Du kannst auch einfach mit #directory das Arbeitsverzeichnis setzte, ist imho der elegantere Weg.
Außerdem kannst du dir den Weg über cmd dann sparen (oder muss das bei Windows so?), und dein Programm direkt starten.

Dein ExceptionHandling ist auch etwas suboptimal...
Wirft `builder.start()`, fängst du die zwar, bekommst aber direkt danach eine NPE, weil `p` nie initialisiert wurde


----------



## sandaime (30. Jul 2016)

Das ist die Version, was ich als Grundlage habe. Ich muss diese noch weiter anpassen. 
Das Programm wird in der Konsole gestartet und dort sieht man in prozent wie weit die Rechnung ist. 

#direcetory kann ich leider nicht direkt setzen, weil der User den Ordner überall hinstellen könnte worin die austal2000.exe ist, aber das Fange ich mit einer Configdatei ab, worin der Pfad drinnen ist. Also muss ich erst in die Directory wechseln worin die "Austal2000.exe" ist. In diesem Pfad befindet sich dann das Projektordner vom User. Im zweiten Schritt muss folgender Befehl rein "Austal2000 "projektname"" --> Programm startet.

Ich hoffe ich konnte halbwegs erzählen, welche schritte erstellt müssen. 

Falls Ihr Ideen habt immer gerne. Ich lehne keine Idee ab  danke nochmals an alle die kommentiert haben


----------



## Meniskusschaden (30. Jul 2016)

mrBrown hat gesagt.:


> Außerdem kannst du dir den Weg über cmd dann sparen (oder muss das bei Windows so?), und dein Programm direkt starten.


Ich glaube, das ist nur bei internen Befehlen erforderlich, also bei den Befehlen, die nicht als ausführbare Datei vorliegen, sondern Bestandteil von cmd.exe sind. In diesem Fall müsste es also wirklich ohne cmd gehen.


----------



## mrBrown (30. Jul 2016)

sandaime hat gesagt.:


> #direcetory kann ich leider nicht direkt setzen, weil der User den Ordner überall hinstellen könnte worin die austal2000.exe ist, aber das Fange ich mit einer Configdatei ab, worin der Pfad drinnen ist. Also muss ich erst in die Directory wechseln worin die "Austal2000.exe" ist. In diesem Pfad befindet sich dann das Projektordner vom User. Im zweiten Schritt muss folgender Befehl rein "Austal2000 "projektname"" --> Programm startet.

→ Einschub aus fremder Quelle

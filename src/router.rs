//! Image-vs-text triage of a question.
//!
//! The LLM is asked to classify the question and must reply with exactly
//! `p,n` (`0,n` for the document-wide n-th image, `p,n` for image n on page
//! p, `0,0` otherwise) or the JSON object `{"page": p, "image": n}`. Any
//! other reply means "not an image question"; nothing is salvaged from a
//! reply that does not match.
//!
//! A fallback completion carries no classification, so when the gateway is
//! offline or failing the question goes through [`classify_by_rules`].

use once_cell::sync::Lazy;
use regex::Regex;
use serde::Deserialize;
use tracing::debug;

use crate::error::{QaError, QaResult};
use crate::gateway::Gateway;
use crate::images::{ImageCatalog, DESCRIPTION_NOT_FOUND};
use crate::models::{ImageRecord, RoutingDecision};

static PAIR_REPLY: Lazy<Regex> =
    Lazy::new(|| Regex::new(r"^(\d+)\s*[,，]\s*(\d+)$").expect("static regex"));

const NUM: &str = r"([0-9]+|[一二两三四五六七八九十]+)";

static RULE_PAGE_IMAGE: Lazy<Regex> = Lazy::new(|| {
    Regex::new(&format!(r"第\s*{NUM}\s*页.*?第\s*{NUM}\s*[张个幅]")).expect("static regex")
});
static RULE_GLOBAL_IMAGE: Lazy<Regex> = Lazy::new(|| {
    Regex::new(&format!(r"第\s*{NUM}\s*[张个幅]\s*(?:图|插图|照片)")).expect("static regex")
});
static RULE_EN_PAGE_IMAGE: Lazy<Regex> = Lazy::new(|| {
    Regex::new(r"(?i)\bpage\s+(\d+)\b.*?\b(?:figure|fig\.?|image|picture)\s*(\d+)")
        .expect("static regex")
});
static RULE_EN_GLOBAL_IMAGE: Lazy<Regex> = Lazy::new(|| {
    Regex::new(r"(?i)\b(?:figure|fig\.?|image|picture)\s*(\d+)").expect("static regex")
});

#[derive(Deserialize)]
#[serde(deny_unknown_fields)]
struct JsonReply {
    page: u32,
    image: u32,
}

pub fn routing_prompt(question: &str) -> String {
    format!(
        "判断下面的问题是否在询问文档中的某一张图片。\n\
         - 如果询问全文的第n张图片，只输出：0,n\n\
         - 如果询问第m页的第n张图片，只输出：m,n\n\
         - 如果与图片无关，只输出：0,0\n\
         不要输出任何其他内容。\n\
         问题：{}",
        question
    )
}

/// Validate a classification reply against the `p,n` / JSON schema.
pub fn parse_routing_reply(reply: &str) -> QaResult<RoutingDecision> {
    let body = reply
        .trim()
        .trim_matches(|c: char| c == '`' || c == '"' || c == '\'')
        .trim();
    let schema_err = || QaError::RoutingParse {
        reply: reply.to_string(),
    };

    if body.starts_with('{') {
        let parsed: JsonReply = serde_json::from_str(body).map_err(|_| schema_err())?;
        return Ok(RoutingDecision::from_pair(parsed.page, parsed.image));
    }

    let caps = PAIR_REPLY.captures(body).ok_or_else(schema_err)?;
    let page = caps[1].parse().map_err(|_| schema_err())?;
    let ordinal = caps[2].parse().map_err(|_| schema_err())?;
    Ok(RoutingDecision::from_pair(page, ordinal))
}

/// Local classifier for when no LLM classification is available.
///
/// Recognises `第p页…第n张`, `第n张图`, `page p … figure n` and `figure n`
/// (Arabic or simple Chinese numerals).
pub fn classify_by_rules(question: &str) -> RoutingDecision {
    let pair = |re: &Regex| -> Option<(u32, u32)> {
        let caps = re.captures(question)?;
        Some((parse_number(&caps[1])?, parse_number(&caps[2])?))
    };
    let single = |re: &Regex| -> Option<u32> { parse_number(&re.captures(question)?[1]) };

    if let Some((page, n)) = pair(&*RULE_PAGE_IMAGE).or_else(|| pair(&*RULE_EN_PAGE_IMAGE)) {
        return RoutingDecision::from_pair(page, n);
    }
    if let Some(n) = single(&*RULE_GLOBAL_IMAGE).or_else(|| single(&*RULE_EN_GLOBAL_IMAGE)) {
        return RoutingDecision::from_pair(0, n);
    }
    RoutingDecision::text()
}

/// Arabic digits, or Chinese numerals up to 99.
fn parse_number(s: &str) -> Option<u32> {
    if let Ok(n) = s.parse() {
        return Some(n);
    }
    let digit = |c: char| -> Option<u32> {
        Some(match c {
            '一' => 1,
            '二' | '两' => 2,
            '三' => 3,
            '四' => 4,
            '五' => 5,
            '六' => 6,
            '七' => 7,
            '八' => 8,
            '九' => 9,
            _ => return None,
        })
    };
    let chars: Vec<char> = s.chars().collect();
    match chars.as_slice() {
        [c] if *c == '十' => Some(10),
        [c] => digit(*c),
        ['十', ones] => Some(10 + digit(*ones)?),
        [tens, '十'] => Some(digit(*tens)? * 10),
        [tens, '十', ones] => Some(digit(*tens)? * 10 + digit(*ones)?),
        _ => None,
    }
}

/// Classify `question`; never fails.
pub async fn route(gateway: &Gateway, question: &str) -> RoutingDecision {
    let completion = gateway.complete(&routing_prompt(question)).await;
    if completion.is_fallback() {
        let decision = classify_by_rules(question);
        debug!(?decision, "routed by local rules");
        return decision;
    }

    match parse_routing_reply(&completion.text) {
        Ok(decision) => {
            debug!(?decision, "routed by LLM");
            decision
        }
        Err(e) => {
            debug!(error = %e, "treating question as text question");
            RoutingDecision::text()
        }
    }
}

/// A figure resolved from a routing decision.
#[derive(Debug, Clone, PartialEq)]
pub struct ImageHit {
    pub record: ImageRecord,
    /// The stored description, or [`DESCRIPTION_NOT_FOUND`].
    pub description: String,
}

/// Look the decision up in the catalog; `None` sends the question down the
/// text path.
pub fn resolve(catalog: &ImageCatalog, decision: &RoutingDecision) -> Option<ImageHit> {
    if !decision.is_image_question {
        return None;
    }
    let Some(record) = catalog.resolve(decision) else {
        let e = QaError::ImageNotFound {
            page: decision.page,
            ordinal: decision.ordinal,
        };
        debug!(error = %e, "answering from text instead");
        return None;
    };
    Some(ImageHit {
        description: record
            .description
            .clone()
            .unwrap_or_else(|| DESCRIPTION_NOT_FOUND.to_string()),
        record: record.clone(),
    })
}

Und was sollte das ändern? 
Der #directory-Aufruf käme *nach* new ProcessBuilder, also an einer Stelle, wo du den Pfad schon kennen musst.
Wenn du's mit #directory machst, kannst du dir dann CMD sparen und cd sparen, und dein command reduziert sich auf den wirklichen Start deiner exe, und der Rest kann wegfallen -> es wird übersichtlicher und leserlicher


----------



## sandaime (30. Jul 2016)

Danke für diesen Tipp es erspart mir grade einiges (Y)


----------